Portanto, um assentamento rural que possui a proposta de desenvolvimento e implementação de atividades não-agrícolas, é um assentamento que interessa aos latifundiários e não aos trabalhadores rurais. Em última análise, é a não realização da reforma agrária, ou seja, uma forma para que as terras continuem nas mãos de quem nela não trabalha e nem produz.

Os pequenos agricultores e assentados, inseridos na dinâmica capitalista macroeconômica, são impelidos para fora das atividades agrícolas para garantir sua sobrevivência. Entretanto, toda a mobilização dos trabalhadores através dos movimentos sociais no campo é a evidência de que os trabalhadores excluídos querem entrar na terra, ou seja, querem e exigem o seu direito de ser agricultor assentado.

Uma série de medida administrativa e diretiva foi tomada no sentido de sanear e solucionar as dificuldades financeiras da Coagri. O número de funcionários foi diminuído drasticamente com manutenção apenas naquelas atividades essenciais e que tem trazido algumas vantagens econômicas. Diminui-se também o tamanho da Coagri, procurando priorizar alguns setores e regiões mais dinâmicas (industrialização de conservas, por exemplo), como foi visto anteriormente.

Em meados de 2001 a organização da Coagri em unidades sofreu modificações e a cooperativa deixou de atuar na comercialização de insumos e produtos dos assentamentos. As instalações das unidades foram fechadas ou arrendadas/alugadas para empresas particulares e outras cooperativas.

Embora as principais linhas de produção continuem sendo a produção de leite (repassada para Sudcoop - Cooperativa Central Agropecuária Sudoeste Ltda), indústria de conserva e apesar do baixo estímulo e dificuldades, a produção de grãos (milho, soja,

feijão), a maior parte dos grãos é comercializada com as empresas e cooperativas que arrendaram as instalações das unidades da Coagri. A foto a seguir (foto 05) indica que as atividades de comercialização de uma das unidades da Coagri (unidade do Cavaco) são feitas pela empresa agromáquinas de compra e venda de cereais.

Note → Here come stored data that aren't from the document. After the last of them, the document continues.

fn install_typed_arrays(interp: &mut Interpreter) {
    let base_proto = interp.new_prototype("TypedArray", ObjectKind::Ordinary);
    let base_ctor = interp.native_constructor("TypedArray", 0, base_proto, |interp, _, _| {
        Err(interp.type_error("Abstract class TypedArray not directly constructable"))
    });

    interp.define_getter(base_proto, "length", |interp, this, _| {
        Ok(Value::Number(this_typed(interp, &this, "length")?.length as f64))
    });
    interp.define_getter(base_proto, "byteLength", |interp, this, _| {
        let view = this_typed(interp, &this, "byteLength")?;
        Ok(Value::Number((view.length * view.kind.element_size()) as f64))
    });
    interp.define_getter(base_proto, "byteOffset", |interp, this, _| {
        Ok(Value::Number(this_typed(interp, &this, "byteOffset")?.byte_offset as f64))
    });
    interp.define_getter(base_proto, "buffer", |interp, this, _| {
        Ok(Value::Object(this_typed(interp, &this, "buffer")?.buffer))
    });
    let tag = interp.well_known.to_string_tag;
    interp.define_symbol_method(base_proto, tag, "get [Symbol.toStringTag]", |interp, this, _| {
        Ok(match &this {
            Value::Object(id) => match interp.heap.kind(*id) {
                ObjectKind::TypedArray { kind, .. } => Value::string(kind.class_name()),
                _ => Value::Undefined,
            },
            _ => Value::Undefined,
        })
    });
    if let Some(getter) = interp
        .heap
        .object(base_proto)
        .own_property(&PropertyKey::Symbol(tag))
        .and_then(|p| p.data_value().and_then(Value::as_object))
    {
        interp.heap.object_mut(base_proto).define(
            PropertyKey::Symbol(tag),
            Property::accessor(Some(getter), None, Attributes::CONFIGURABLE),
        );
    }

    interp.define_method(base_proto, "at", 1, |interp, this, args| {
        let view = this_typed(interp, &this, "at")?;
        let rel = interp.to_integer(&arg(args, 0))?;
        let index = if rel < 0.0 { view.length as f64 + rel } else { rel };
        if index < 0.0 || index >= view.length as f64 {
            return Ok(Value::Undefined);
        }
        Ok(element(interp, &view, index as usize))
    });
    interp.define_method(base_proto, "fill", 1, |interp, this, args| {
        let view = this_typed(interp, &this, "fill")?;
        let value = to_element(interp, view.kind, &arg(args, 0))?;
        let start = text::relative_index(interp.to_integer(&arg(args, 1))?, view.length);
        let end = match arg(args, 2) {
            Value::Undefined => view.length,
            v => text::relative_index(interp.to_integer(&v)?, view.length),
        };
        for i in start..end {
            interp.heap.set_typed_array_element(view.id, i, value.clone());
        }
        Ok(this)
    });
    interp.define_method(base_proto, "set", 1, |interp, this, args| {
        let view = this_typed(interp, &this, "set")?;
        let source = arg(args, 0);
        let values = match &source {
            Value::Object(id) if matches!(interp.heap.kind(*id), ObjectKind::TypedArray { .. }) => {
                let src = this_typed(interp, &source, "set")?;
                elements(interp, &src)
            }
            _ => interp.array_like_to_vec(&source)?,
        };
        let offset = to_index(interp, &arg(args, 1), "offset is out of bounds")?;
        if offset + values.len() > view.length {
            return Err(interp.range_error("offset is out of bounds"));
        }
        for (i, v) in values.iter().enumerate() {
            let e = to_element(interp, view.kind, v)?;
            interp.heap.set_typed_array_element(view.id, offset + i, e);
        }
        Ok(Value::Undefined)
    });
    interp.define_method(base_proto, "subarray", 2, |interp, this, args| {
        let view = this_typed(interp, &this, "subarray")?;
        let start = text::relative_index(interp.to_integer(&arg(args, 0))?, view.length);
        let end = match arg(args, 1) {
            Value::Undefined => view.length,
            v => text::relative_index(interp.to_integer(&v)?, view.length),
        };
        let proto = interp.prototype(view.kind.class_name());
        let offset = view.byte_offset + start * view.kind.element_size();
        Ok(Value::Object(alloc_typed(interp, view.kind, view.buffer, offset, end.saturating_sub(start), proto)))
    });
    interp.define_method(base_proto, "slice", 2, |interp, this, args| {
        let view = this_typed(interp, &this, "slice")?;
        let start = text::relative_index(interp.to_integer(&arg(args, 0))?, view.length);
        let end = match arg(args, 1) {
            Value::Undefined => view.length,
            v => text::relative_index(interp.to_integer(&v)?, view.length),
        };
        let values: Vec<Value> = (start..end.max(start)).map(|i| element(interp, &view, i)).collect();
        let proto = interp.prototype(view.kind.class_name());
        Ok(Value::Object(typed_from_values(interp, view.kind, &values, proto)?))
    });
    interp.define_method(base_proto, "reverse", 0, |interp, this, _| {
        let view = this_typed(interp, &this, "reverse")?;
        let values = elements(interp, &view);
        for (i, v) in values.into_iter().rev().enumerate() {
            let e = to_element(interp, view.kind, &v)?;
            interp.heap.set_typed_array_element(view.id, i, e);
        }
        Ok(this)
    });
    interp.define_method(base_proto, "join", 1, |interp, this, args| {
        let view = this_typed(interp, &this, "join")?;
        let sep = match arg(args, 0) {
            Value::Undefined => ",".into(),
            v => interp.to_string(&v)?,
        };
        let parts: Vec<String> = elements(interp, &view)
            .iter()
            .map(|v| interp.heap.display_string(v))
            .collect();
        Ok(Value::string(parts.join(&*sep)))
    });
    interp.define_method(base_proto, "toString", 0, |interp, this, _| interp.invoke(&this, "join", &[]));
    interp.define_method(base_proto, "indexOf", 1, |interp, this, args| {
        let view = this_typed(interp, &this, "indexOf")?;
        let needle = arg(args, 0);
        let found = elements(interp, &view).iter().position(|v| v.strict_equals(&needle));
        Ok(Value::Number(found.map(|i| i as f64).unwrap_or(-1.0)))
    });
    interp.define_method(base_proto, "includes", 1, |interp, this, args| {
        let view = this_typed(interp, &this, "includes")?;
        let needle = arg(args, 0);
        let found = elements(interp, &view)
            .iter()
            .any(|v| v.strict_equals(&needle) || (v.as_number().is_some_and(f64::is_nan) && needle.as_number().is_some_and(f64::is_nan)));
        Ok(Value::Boolean(found))
    });
    interp.define_method(base_proto, "forEach", 1, |interp, this, args| {
        let view = this_typed(interp, &this, "forEach")?;
        let callback = require_callable(interp, &arg(args, 0))?;
        for (i, v) in elements(interp, &view).into_iter().enumerate() {
            interp.call(&callback, arg(args, 1), &[v, Value::Number(i as f64), this.clone()])?;
        }
        Ok(Value::Undefined)
    });
    interp.define_method(base_proto, "map", 1, |interp, this, args| {
        let view = this_typed(interp, &this, "map")?;
        let callback = require_callable(interp, &arg(args, 0))?;
        let mut mapped = Vec::with_capacity(view.length);
        for (i, v) in elements(interp, &view).into_iter().enumerate() {
            mapped.push(interp.call(&callback, arg(args, 1), &[v, Value::Number(i as f64), this.clone()])?);
        }
        let proto = interp.prototype(view.kind.class_name());
        Ok(Value::Object(typed_from_values(interp, view.kind, &mapped, proto)?))
    });
    interp.define_method(base_proto, "reduce", 1, |interp, this, args| {
        let view = this_typed(interp, &this, "reduce")?;
        let callback = require_callable(interp, &arg(args, 0))?;
        let mut values = elements(interp, &view).into_iter().enumerate();
        let mut acc = if args.len() > 1 {
            arg(args, 1)
        } else {
            match values.next() {
                Some((_, v)) => v,
                None => return Err(interp.type_error("Reduce of empty array with no initial value")),
            }
        };
        for (i, v) in values {
            acc = interp.call(&callback, Value::Undefined, &[acc, v, Value::Number(i as f64), this.clone()])?;
        }
        Ok(acc)
    });
    for (name, kind) in [("keys", IterKind::Keys), ("entries", IterKind::Entries)] {
        interp.define_method(base_proto, name, 0, move |interp, this, _| {
            this_typed(interp, &this, name)?;
            Ok(interp.create_list_iterator(this, kind))
        });
    }
    let values = interp.define_method(base_proto, "values", 0, |interp, this, _| {
        this_typed(interp, &this, "values")?;
        Ok(interp.create_list_iterator(this, IterKind::Values))
    });
    let iterator = interp.well_known.iterator;
    interp.heap.object_mut(base_proto).define(
        PropertyKey::Symbol(iterator),
        Property::data(Value::Object(values), Attributes::BUILTIN),
    );

    for kind in TypedArrayKind::ALL {
        let name = kind.class_name();
        let proto = interp.new_prototype(name, ObjectKind::Ordinary);
        interp.heap.object_mut(proto).prototype = Some(base_proto);
        let ctor = interp.native_constructor(name, 3, proto, move |interp, _, args| construct_typed(interp, kind, args));
        interp.heap.object_mut(ctor).prototype = Some(base_ctor);
        let size = Value::Number(kind.element_size() as f64);
        define_constant(interp, ctor, "BYTES_PER_ELEMENT", size.clone());
        define_constant(interp, proto, "BYTES_PER_ELEMENT", size);
        interp.define_method(ctor, "from", 1, move |interp, _, args| {
            let mut values = interp.iterate_to_vec(&arg(args, 0))?;
            let mapper = arg(args, 1);
            if !mapper.is_undefined() {
                let mapper = require_callable(interp, &mapper)?;
                for (i, v) in values.iter_mut().enumerate() {
                    *v = interp.call(&mapper, Value::Undefined, &[v.clone(), Value::Number(i as f64)])?;
                }
            }
            let proto = interp.prototype(kind.class_name());
            Ok(Value::Object(typed_from_values(interp, kind, &values, proto)?))
        });
        interp.define_method(ctor, "of", 0, move |interp, _, args| {
            let proto = interp.prototype(kind.class_name());
            Ok(Value::Object(typed_from_values(interp, kind, args, proto)?))
        });
        define_global(interp, name, Value::Object(ctor));
    }
}

/// DataView の内部スロット。
fn this_view(interp: &mut Interpreter, this: &Value) -> JsResult<(ObjectId, usize, usize)> {
    if let Value::Object(id) = this {
        if let ObjectKind::DataView {
            buffer,
            byte_offset,
            byte_length,
        } = interp.heap.kind(*id)
        {
            return Ok((*buffer, *byte_offset, *byte_length));
        }
    }
    Err(interp.type_error("Receiver is not a DataView"))
}

/// 読み書き位置を検査し、バッファ内の開始バイトを返す。
fn view_position(interp: &mut Interpreter, this: &Value, index: &Value, size: usize) -> JsResult<(ObjectId, usize)> {
    let (buffer, byte_offset, byte_length) = this_view(interp, this)?;
    let index = to_index(interp, index, "Offset is outside the bounds of the DataView")?;
    if interp.heap.array_buffer_bytes(buffer).is_none() {
        return Err(interp.type_error("Cannot perform DataView access on a detached ArrayBuffer"));
    }
    if index + size > byte_length {
        return Err(interp.range_error("Offset is outside the bounds of the DataView"));
    }
    Ok((buffer, byte_offset + index))
}
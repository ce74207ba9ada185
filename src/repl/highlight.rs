// パス: src/repl/highlight.rs
// 役割: 入力中の行に付ける強調表示の範囲と、ネストに応じたプロンプトを計算する
// 意図: 端末描画（line_editor）から字句の知識を切り離し、範囲の列として渡す
// 関連ファイル: src/lexer.rs, src/repl/line_editor.rs, src/repl/continuation.rs

use crate::lexer::{lex, TokenCategory, TokenKind};

/// 強調の種類。
#[derive(Debug, Clone, Copy, PartialEq, Eq)]
pub enum Style {
    /// 不正なトークン（赤・下線）
    Invalid,
    Number,
    String,
    /// true / false / null
    Literal,
    Keyword,
    ControlKeyword,
    Identifier,
}

impl Style {
    pub fn sgr(self) -> &'static str {
        match self {
            Style::Invalid => "\x1b[31;4m",
            Style::Number => "\x1b[35m",
            Style::String => "\x1b[32;1m",
            Style::Literal => "\x1b[33;1m",
            Style::Keyword => "\x1b[34;1m",
            Style::ControlKeyword => "\x1b[36;3m",
            Style::Identifier => "\x1b[37;1m",
        }
    }
}

/// 文字（コードポイント）単位の半開区間。
#[derive(Debug, Clone, Copy, PartialEq, Eq)]
pub struct Span {
    pub start: usize,
    pub end: usize,
    pub style: Style,
}

pub fn stylize(line: &str) -> Vec<Span> {
    let mut spans = Vec::new();
    for token in lex(line) {
        if token.kind == TokenKind::Eof {
            break;
        }
        let style = match token.category() {
            TokenCategory::Invalid => Style::Invalid,
            TokenCategory::Number => Style::Number,
            TokenCategory::String => Style::String,
            TokenCategory::Keyword => match token.kind {
                TokenKind::True | TokenKind::False | TokenKind::Null => Style::Literal,
                _ => Style::Keyword,
            },
            TokenCategory::ControlKeyword => Style::ControlKeyword,
            TokenCategory::Identifier => Style::Identifier,
            TokenCategory::Punctuation | TokenCategory::Operator | TokenCategory::Trivia => continue,
        };
        let start = line[..token.pos].chars().count();
        let end = start + token.value.chars().count();
        spans.push(Span { start, end, style });
    }
    spans
}

/// `"> "` の後にネスト 1 段につき空白 4 つ。
pub fn prompt_for(level: i32) -> String {
    let mut prompt = String::from("> ");
    for _ in 0..level.max(0) {
        prompt.push_str("    ");
    }
    prompt
}

/// 入力中の行の先頭に並ぶ閉じ括弧の数だけ段を下げたプロンプト。
pub fn live_prompt(level: i32, line: &str) -> String {
    let closers = lex(line)
        .iter()
        .take_while(|t| {
            matches!(
                t.kind,
                TokenKind::ParenClose | TokenKind::BracketClose | TokenKind::CurlyClose
            )
        })
        .count() as i32;
    prompt_for(level - closers)
}

/// 区間に従って SGR を埋め込んだ文字列を作る。
pub fn paint(line: &str, spans: &[Span]) -> String {
    let mut out = String::with_capacity(line.len() * 2);
    let mut spans = spans.iter().peekable();
    let mut open: Option<&Span> = None;
    for (i, ch) in line.chars().enumerate() {
        if let Some(span) = open {
            if i >= span.end {
                out.push_str("\x1b[0m");
                open = None;
            }
        }
        if open.is_none() {
            while spans.peek().is_some_and(|s| s.end <= i) {
                spans.next();
            }
            if let Some(span) = spans.peek().filter(|s| s.start == i) {
                out.push_str(span.style.sgr());
                open = spans.next();
            }
        }
        out.push(ch);
    }
    if open.is_some() {
        out.push_str("\x1b[0m");
    }
    out
}

#[cfg(test)]
mod tests {
    use super::*;
    use crate::repl::util::strip_ansi;

    #[test]
    fn categories_map_to_styles() {
        let spans = stylize("if (x) return 1 + 'a' || null");
        let styles: Vec<Style> = spans.iter().map(|s| s.style).collect();
        assert_eq!(
            styles,
            vec![
                Style::ControlKeyword,
                Style::Identifier,
                Style::ControlKeyword,
                Style::Number,
                Style::String,
                Style::Literal,
            ]
        );
        assert_eq!(spans[0], Span { start: 0, end: 2, style: Style::ControlKeyword });
    }

    #[test]
    /// 範囲は文字単位で数える。
    fn spans_count_code_points() {
        let spans = stylize("'é' + x");
        assert_eq!(spans[0], Span { start: 0, end: 3, style: Style::String });
        assert_eq!(spans[1].start, 6);
    }

    #[test]
    fn invalid_tokens_are_marked() {
        let spans = stylize("\"open");
        assert_eq!(spans[0].style, Style::Invalid);
    }

    #[test]
    fn prompt_grows_with_level_and_shrinks_for_leading_closers() {
        assert_eq!(prompt_for(0), "> ");
        assert_eq!(prompt_for(2), ">         ");
        assert_eq!(live_prompt(2, "}"), ">     ");
        assert_eq!(live_prompt(2, "})"), "> ");
        assert_eq!(live_prompt(1, "x }"), ">     ");
    }

    #[test]
    fn painting_keeps_text() {
        let line = "let s = 'x' // c";
        let painted = paint(line, &stylize(line));
        assert_eq!(strip_ansi(&painted), line);
        assert!(painted.starts_with("\x1b[34;1mlet\x1b[0m"));
    }
}
fn number_format(interp: &mut Interpreter, args: &[Value]) -> JsResult<Value> {
    let locale = resolve_locale(interp, &arg(args, 0))?;
    let options = options_object(interp, &arg(args, 1))?;
    let numbering_system = option_string(interp, &options, "numberingSystem")?.unwrap_or_else(|| "latn".into());
    let style = choice(interp, &options, "style", &["decimal", "percent", "currency", "unit"], "decimal")?;
    let currency = option_string(interp, &options, "currency")?.map(|c| c.to_ascii_uppercase());
    if let Some(code) = &currency {
        if code.len() != 3 || !code.bytes().all(|b| b.is_ascii_alphabetic()) {
            return Err(interp.range_error(format!("Invalid currency code : {}", code)));
        }
    }
    let unit = option_string(interp, &options, "unit")?;
    let (currency, currency_display, currency_sign) = if style == "currency" {
        let Some(code) = currency else {
            return Err(interp.type_error("Option currency must be present when style is currency"));
        };
        let display = choice(interp, &options, "currencyDisplay", &["code", "symbol", "narrowSymbol", "name"], "symbol")?;
        let sign = choice(interp, &options, "currencySign", &["standard", "accounting"], "standard")?;
        (Some(code), Some(display), Some(sign))
    } else {
        (None, None, None)
    };
    let (unit, unit_display) = if style == "unit" {
        let Some(unit) = unit else {
            return Err(interp.type_error("Option unit must be present when style is unit"));
        };
        let display = choice(interp, &options, "unitDisplay", &["short", "narrow", "long"], "short")?;
        (Some(unit), Some(display))
    } else {
        (None, None)
    };
    let notation = choice(interp, &options, "notation", &["standard", "scientific", "engineering", "compact"], "standard")?;
    let min_integer_digits = digits(interp, &options, "minimumIntegerDigits", 1.0, 21.0)?.unwrap_or(1);
    let min_fraction = digits(interp, &options, "minimumFractionDigits", 0.0, 100.0)?;
    let max_fraction = digits(interp, &options, "maximumFractionDigits", 0.0, 100.0)?;
    let min_significant = digits(interp, &options, "minimumSignificantDigits", 1.0, 21.0)?;
    let max_significant = digits(interp, &options, "maximumSignificantDigits", 1.0, 21.0)?;
    let significant = min_significant.is_some() || max_significant.is_some();
    let (default_min, default_max) = match style.as_str() {
        "currency" => (2, 2),
        "percent" => (0, 0),
        _ => (0, 3),
    };
    let (min_fraction_digits, max_fraction_digits, min_significant_digits, max_significant_digits) = if significant {
        let min = min_significant.unwrap_or(1);
        let max = max_significant.unwrap_or(21);
        if min > max {
            return Err(interp.range_error("maximumSignificantDigits value is out of range"));
        }
        (None, None, Some(min), Some(max))
    } else if notation == "compact" && min_fraction.is_none() && max_fraction.is_none() {
        (None, None, None, None)
    } else {
        let min = min_fraction.unwrap_or(default_min.min(max_fraction.unwrap_or(default_min)));
        let max = max_fraction.unwrap_or(default_max.max(min));
        if min > max {
            return Err(interp.range_error("maximumFractionDigits value is out of range"));
        }
        (Some(min), Some(max), None, None)
    };
    let rounding_type = if significant {
        "significantDigits"
    } else if notation == "compact" && min_fraction_digits.is_none() {
        "compactRounding"
    } else {
        "fractionDigits"
    };
    let compact_display = if notation == "compact" {
        Some(choice(interp, &options, "compactDisplay", &["short", "long"], "short")?)
    } else {
        None
    };
    let use_grouping = match options.is_object() {
        true => {
            let v = interp.get_named(&options, "useGrouping")?;
            match v {
                Value::Undefined if notation == "compact" => UseGrouping::Mode("min2".into()),
                Value::Undefined => UseGrouping::default(),
                Value::Boolean(false) => UseGrouping::False,
                Value::Boolean(true) => UseGrouping::Mode("always".into()),
                other => {
                    let mode = interp.to_string(&other)?.to_string();
                    if !["always", "auto", "min2"].contains(&mode.as_str()) {
                        return Err(interp.range_error(format!("{} is not a valid value for option useGrouping", mode)));
                    }
                    UseGrouping::Mode(mode)
                }
            }
        }
        false => UseGrouping::default(),
    };
    let rounding_mode = choice(
        interp,
        &options,
        "roundingMode",
        &["ceil", "floor", "expand", "trunc", "halfCeil", "halfFloor", "halfExpand", "halfTrunc", "halfEven"],
        "halfExpand",
    )?;
    let sign_display = choice(interp, &options, "signDisplay", &["auto", "never", "always", "exceptZero", "negative"], "auto")?;
    let trailing_zero_display = choice(interp, &options, "trailingZeroDisplay", &["auto", "stripIfInteger"], "auto")?;
    Ok(alloc_intl(
        interp,
        "Intl.NumberFormat",
        IntlObject::NumberFormat(Box::new(NumberFormatSlots {
            data_locale: locale.clone(),
            locale,
            numbering_system,
            style,
            currency,
            currency_display,
            currency_sign,
            unit,
            unit_display,
            min_integer_digits,
            min_fraction_digits,
            max_fraction_digits,
            min_significant_digits,
            max_significant_digits,
            use_grouping,
            rounding_type: rounding_type.into(),
            rounding_mode,
            rounding_increment: 1,
            notation,
            compact_display,
            sign_display,
            trailing_zero_display,
        })),
    ))
}
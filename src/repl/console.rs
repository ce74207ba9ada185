//! `console.*` と Promise 拒否通知の出力先（REPL 用の装飾付き）

use std::cell::Cell;
use std::rc::Rc;

use runtime_heap::{Heap, Value};

use crate::interpreter::{ConsoleHost, LogLevel, RejectionEvent};
use crate::repl::printer;
use crate::repl::util::Output;

/// グループの深さ 1 段につき空白 2 つで字下げする。
pub struct ReplConsole {
    output: Rc<Output>,
    group_level: Cell<usize>,
}

impl ReplConsole {
    pub fn new(output: Rc<Output>) -> Self {
        Self {
            output,
            group_level: Cell::new(0),
        }
    }

    fn indent(&self) -> String {
        "  ".repeat(self.group_level.get())
    }
}

impl ConsoleHost for ReplConsole {
    fn print(&self, level: LogLevel, message: &str) {
        let indent = self.indent();
        let line = match level {
            LogLevel::Debug => format!("{}\x1b[36;1m{}\x1b[0m", indent, message),
            LogLevel::Error => format!("{}\x1b[31;1m{}\x1b[0m", indent, message),
            LogLevel::Info => format!("{}(i) {}", indent, message),
            LogLevel::Warn => format!("{}\x1b[33;1m{}\x1b[0m", indent, message),
            LogLevel::Log | LogLevel::Trace => format!("{}{}", indent, message),
        };
        self.output.line(&line);
    }

    fn group(&self, label: &str) {
        self.output
            .line(&format!("{}\x1b[36;1m{}\x1b[0m", self.indent(), label));
        self.group_level.set(self.group_level.get() + 1);
    }

    fn group_end(&self) {
        self.group_level.set(self.group_level.get().saturating_sub(1));
    }

    fn trace(&self, message: &str, frames: &[String]) {
        let indent = self.indent();
        let mut text = String::new();
        if !message.is_empty() {
            text.push_str(&format!("{}\x1b[36;1m{}\x1b[0m\n", indent, message));
        }
        for frame in frames {
            text.push_str(&format!("{}-> {}\n", indent, frame));
        }
        self.output.write(&text);
    }

    fn clear(&self) {
        self.output.write("\x1b[3J\x1b[H\x1b[2J");
        self.group_level.set(0);
    }

    fn promise_rejection(&self, event: RejectionEvent, result: &str) {
        let text = match event {
            RejectionEvent::Unhandled => "A promise was rejected without any handlers",
            RejectionEvent::HandledLate => "A handler was added to an already rejected promise",
        };
        self.output
            .line(&format!("WARNING: {} (result: {})", text, result));
    }

    fn inspect(&self, heap: &Heap, value: &Value) -> Option<String> {
        Some(printer::render(heap, value))
    }
}

#[cfg(test)]
mod tests {
    use super::*;
    use crate::interpreter::{test_util, Interpreter};
    use crate::repl::util::SharedBuffer;

    fn session() -> (Interpreter, SharedBuffer) {
        let buffer = SharedBuffer::new();
        let output = Output::new(Box::new(buffer.clone()), true);
        let interp = Interpreter::new(Rc::new(ReplConsole::new(output)));
        (interp, buffer)
    }

    #[test]
    fn levels_are_decorated() {
        let (mut interp, buffer) = session();
        test_util::eval(
            &mut interp,
            "console.log('a', 1); console.info('i'); console.warn('w'); console.error('e'); console.debug('d')",
        )
        .expect("eval");
        assert_eq!(buffer.take(), "a 1\n(i) i\nw\ne\nd\n");
    }

    #[test]
    /// グループの中は 2 空白ずつ字下げされ、clear で戻る。
    fn groups_indent_until_cleared() {
        let (mut interp, buffer) = session();
        test_util::eval(
            &mut interp,
            "console.group('g'); console.group('h'); console.log('x'); console.groupEnd(); console.log('y'); console.clear(); console.log('z')",
        )
        .expect("eval");
        // 画面消去の列は色なし出力では取り除かれる
        assert_eq!(buffer.take(), "g\n  h\n    x\n  y\nz\n");
    }

    #[test]
    fn objects_are_printed_with_the_value_printer() {
        let (mut interp, buffer) = session();
        test_util::eval(&mut interp, "console.log({a: [1]})").expect("eval");
        assert_eq!(buffer.take(), "{ \"a\": [ 1 ] }\n");
    }

    #[test]
    fn trace_lists_frames() {
        let (mut interp, buffer) = session();
        test_util::eval(&mut interp, "function inner() { console.trace('here') } inner()").expect("eval");
        let text = buffer.take();
        assert!(text.starts_with("here\n-> inner\n"), "{:?}", text);
    }

    #[test]
    fn unhandled_rejection_warns() {
        let (mut interp, buffer) = session();
        test_util::eval(&mut interp, "Promise.reject(1)").expect("eval");
        assert_eq!(
            buffer.take(),
            "WARNING: A promise was rejected without any handlers (result: 1)\n"
        );
    }
}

Outra medida para sanear a Coagri é a convocação dos devedores (assentados), para saldar seus débitos e efetuar negociação das dívidas. Este é um processo lento e complexo, pois a direção da Coagri, sendo também formada por trabalhadores assentados não se sente à vontade para executar dívidas da mesma forma que faria uma empresa comercial. “A Coagri não vai tomar uma ou duas vaquinhas que o cara tem para produzir leite para seus filhos”.(Diretor da Unidade de Rio Bonito do Iguaçu da Coagri, Danilo, 2001).